Weak Convergence and Empirical Processes

with A. W. van der Vaart; March 1996

Review 6 Metrika 46. Peter Gaenssler, reviewer.

Vaart, Aad van der; Wellner, Jon A. Weak convergence and empirical processes. With applications to statistics. (English) [B] Springer Series in Statistics. New York, NY: Springer, xvi, 508 p. DM 74.00; oeS 540.20; sFr 65.50 (1996). [ISBN 0-387-94640-3]

In their Preface, the authors state that they aim to achieve three goals: The first is to give an exposition of certain modes of stochastic convergence and, in the particular, weak convergence following ideas of Hoffmann-Jorgensen (1984 and 1991) and Dudley (1985). The second one is to use the weak convergence theory background to present an account of major components of the modern theory of empirical processes indexed by classes of functions. The third goal is to illustrate the usefulness of modern weak convergence theory and modern empirical process theory for statistics by a wide variety of applications. Accordingly the book consists of three parts, each of which is self-contained to a certain extent; namely, Part 1, Stochastic Convergence, Part 2, Empirical processes; Part 3; Statistical Applications.

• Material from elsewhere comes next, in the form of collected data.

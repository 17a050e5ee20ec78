//! Headless combat runner CLI.
//!
//! Usage:
//!   mud_headless                     # Interactive session on the built-in duel
//!   mud_headless session -s FILE     # Interactive session on a scenario
//!   mud_headless run -s FILE         # Run to completion, print the report
//!   mud_headless batch -c 1000       # Balance batch
//!   mud_headless verify              # Determinism check

use std::io::{self, BufWriter};
use std::path::PathBuf;

use clap::{Parser, Subcommand};
use tracing_subscriber::{layer::SubscriberExt, util::SubscriberInitExt, EnvFilter};

use mud_headless::{
    batch::{run_batch, verify_determinism, BatchConfig},
    runner::{run_scenario, HeadlessRunner},
    scenario::Scenario,
};

#[derive(Parser)]
#[command(name = "mud_headless")]
#[command(about = "Headless MUD combat runner for scenario testing and CI")]
#[command(version)]
struct Cli {
    /// Enable verbose logging to stderr
    #[arg(short, long, global = true)]
    verbose: bool,

    #[command(subcommand)]
    command: Option<Commands>,
}

#[derive(Subcommand)]
enum Commands {
    /// Drive a fight with JSON commands on stdin
    Session {
        /// Scenario file to load (built-in duel when absent)
        #[arg(short, long)]
        scenario: Option<PathBuf>,

        /// Seed (the scenario's own when absent)
        #[arg(long)]
        seed: Option<u64>,
    },

    /// Run a scenario to completion and print the report
    Run {
        /// Scenario file to load (built-in duel when absent)
        #[arg(short, long)]
        scenario: Option<PathBuf>,

        /// Seed (the scenario's own when absent)
        #[arg(long)]
        seed: Option<u64>,
    },

    /// Run a batch of fights for balance testing
    Batch {
        /// Scenario file to load (built-in duel when absent)
        #[arg(short, long)]
        scenario: Option<PathBuf>,

        /// Number of fights to run
        #[arg(short, long, default_value = "100")]
        count: u32,

        /// Maximum parallel fights (0 = auto)
        #[arg(short, long, default_value = "0")]
        parallel: u32,

        /// Output file for results
        #[arg(short, long)]
        output: Option<PathBuf>,

        /// Starting random seed
        #[arg(long, default_value = "0")]
        seed: u64,
    },

    /// Verify determinism by running same seed multiple times
    Verify {
        /// Scenario file to load (built-in duel when absent)
        #[arg(short, long)]
        scenario: Option<PathBuf>,

        /// Seed to verify
        #[arg(long, default_value = "12345")]
        seed: u64,

        /// Number of verification runs
        #[arg(short, long, default_value = "5")]
        runs: u32,
    },
}

fn main() {
    let cli = Cli::parse();

    // Initialize logging to stderr (stdout is for protocol)
    let default_level = if cli.verbose { "debug" } else { "info" };
    let filter =
        EnvFilter::try_from_default_env().unwrap_or_else(|_| EnvFilter::new(default_level));

    tracing_subscriber::registry()
        .with(
            tracing_subscriber::fmt::layer()
                .with_writer(std::io::stderr)
                .with_ansi(true),
        )
        .with(filter)
        .init();

    match cli.command {
        Some(Commands::Session { scenario, seed }) => cmd_session(scenario, seed),
        Some(Commands::Run { scenario, seed }) => cmd_run(scenario, seed),
        Some(Commands::Batch {
            scenario,
            count,
            parallel,
            output,
            seed,
        }) => cmd_batch(scenario, count, parallel, output, seed),
        Some(Commands::Verify {
            scenario,
            seed,
            runs,
        }) => cmd_verify(scenario, seed, runs),
        None => {
            // Default: interactive mode
            cmd_session(None, None);
        }
    }
}

/// Load the scenario at `path`, or the built-in duel. Exits on failure.
fn load_scenario(path: Option<PathBuf>) -> Scenario {
    let Some(path) = path else {
        return Scenario::duel();
    };
    match Scenario::load(&path) {
        Ok(scenario) => {
            tracing::info!("Loaded scenario '{}' from {}", scenario.name, path.display());
            scenario
        }
        Err(e) => {
            eprintln!("Failed to load scenario: {e}");
            std::process::exit(1);
        }
    }
}

/// Drive a fight interactively
fn cmd_session(scenario: Option<PathBuf>, seed: Option<u64>) {
    let scenario = load_scenario(scenario);
    let seed = seed.unwrap_or(scenario.seed);
    tracing::info!("Starting interactive session on '{}'", scenario.name);

    let mut runner = match HeadlessRunner::from_scenario(&scenario, seed) {
        Ok(runner) => runner,
        Err(e) => {
            eprintln!("Failed to build scenario: {e}");
            std::process::exit(1);
        }
    };

    let stdin = io::stdin();
    let stdout = BufWriter::new(io::stdout().lock());
    if let Err(e) = runner.run(stdin.lock(), stdout) {
        tracing::error!("Session failed: {}", e);
        std::process::exit(1);
    }
}

/// Run a single fight to completion
fn cmd_run(scenario: Option<PathBuf>, seed: Option<u64>) {
    let scenario = load_scenario(scenario);
    let seed = seed.unwrap_or(scenario.seed);

    let report = match run_scenario(&scenario, seed) {
        Ok(report) => report,
        Err(e) => {
            eprintln!("Run failed: {e}");
            std::process::exit(1);
        }
    };

    match serde_json::to_string_pretty(&report) {
        Ok(json) => println!("{json}"),
        Err(e) => {
            eprintln!("Failed to serialize report: {e}");
            std::process::exit(1);
        }
    }
}

/// Run batch of fights for balance testing
fn cmd_batch(
    scenario: Option<PathBuf>,
    count: u32,
    parallel: u32,
    output: Option<PathBuf>,
    seed: u64,
) {
    let scenario = load_scenario(scenario);
    let config = BatchConfig {
        count,
        seed_start: seed,
        parallel,
        output: output.clone(),
    };

    let results = run_batch(&scenario, config);

    eprintln!();
    eprintln!("=== Batch '{}': {} fights ===", results.scenario, results.summary.fights);
    eprintln!(
        "Pulses: avg {:.0}, min {}, max {}",
        results.summary.avg_pulses, results.summary.min_pulses, results.summary.max_pulses
    );
    eprintln!("Landed: {:.1}%", results.summary.landed_rate * 100.0);
    for (name, rate) in &results.summary.death_rates {
        eprintln!("  {name:<16} died in {:>5.1}%", rate * 100.0);
    }
    if !results.errors.is_empty() {
        eprintln!("Errors: {}", results.errors.len());
    }

    if let Some(path) = output {
        match results.save(&path) {
            Ok(()) => eprintln!("Results saved to {}", path.display()),
            Err(e) => {
                eprintln!("Failed to save results: {e}");
                std::process::exit(1);
            }
        }
    }
}

/// Verify determinism
fn cmd_verify(scenario: Option<PathBuf>, seed: u64, runs: u32) {
    let scenario = load_scenario(scenario);
    tracing::info!(
        "Verifying determinism: {} with seed {} ({} runs)",
        scenario.name,
        seed,
        runs
    );

    if verify_determinism(&scenario, seed, runs) {
        eprintln!("PASS: All {runs} runs produced identical results");
    } else {
        eprintln!("FAIL: Non-determinism detected!");
        std::process::exit(1);
    }
}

Notes at the end of each part contain useful comments on the literature supplementing the text. Most of the chapters in each part conclude with "problems and complements". An Appendix covers auxiliary results: inequalities (due to Ottaviani, L\'evy, Hoffmann-Jorgensen, Hoeffding), the contraction principle, Gaussian processes (Exponential bounds, majorizing measures), Rademacher processes, Isoperimetric inequalities for product measures, and some limit theorems

Part 1 presents a through exposition of the theory of weak convergence for arbitrary, possibly nonmeasurable maps $\XX_n$ (defined on an underlying probability space and taking values in a metric space $D$) to a limit random element $\XX$ in $D$ which is assumed to be Borel-measurable. (In view of the notation used by the authors in Part 2, I prefer to write here $\XX_n$ and $\XX$ instead of $X_n$ and $X$.) Denoting by $E^*$ outer expectations, $\XX_n$ is said to converge weakly to $\XX$ ($\XX_n \to \XX$) if $E^* f(\XX_n) \to Ef(\XX)$ as $n \to \infty$ for every bounded and continuous $f : D \to R$. Based on this definition, theory of weak convergence runs more or less parallel to the classical theory treated in Billingsley (1968), including a portmanteau theorem, continuous mapping theorems, Prohorov's theorem, tightness and basic tools for establishing tightness, and weak convergence results for product spaces. Relationships with other modes of stochastic convergence such as convergence in probability and almost sure convergence are extended to nonmeasurable maps leading to the concept of "convergence in outer probability" and "outer almost sure convergence".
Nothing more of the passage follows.